THE TASK
Collect all lines containing the word "discount" from the data.

RECORDS FOR THIS EXERCISE
//! Cart Totals

use rusty_money::{Money, iso::Currency};

/// Derived totals for a cart, in minor units of the cart currency.
#[derive(Debug, Clone, Copy, PartialEq)]
pub struct CartTotals<'a> {
    /// Sum of unit price × quantity over all lines
    pub subtotal: Money<'a, Currency>,

    /// Tax on the subtotal
    pub tax: Money<'a, Currency>,

    /// Promo code discount
    pub discount: Money<'a, Currency>,

    /// `subtotal + tax - discount`, never below zero
    pub total: Money<'a, Currency>,
}

impl<'a> CartTotals<'a> {
    /// Assemble totals from their parts, flooring the total at zero.
    pub fn from_parts(
        subtotal: Money<'a, Currency>,
        tax: Money<'a, Currency>,
        discount: Money<'a, Currency>,
    ) -> Self {
        let total_minor = subtotal
            .to_minor_units()
            .saturating_add(tax.to_minor_units())
            .saturating_sub(discount.to_minor_units())
            .max(0);

        Self {
            subtotal,
            tax,
            discount,
            total: Money::from_minor(total_minor, subtotal.currency()),
        }
    }

    /// Totals for an empty cart.
    pub fn zero(currency: &'a Currency) -> Self {
        let zero = Money::from_minor(0, currency);

        Self::from_parts(zero, zero, zero)
    }
}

OUTPUT
    /// Promo code discount
    pub discount: Money<'a, Currency>,
    /// `subtotal + tax - discount`, never below zero
        discount: Money<'a, Currency>,
            .saturating_sub(discount.to_minor_units())
            discount,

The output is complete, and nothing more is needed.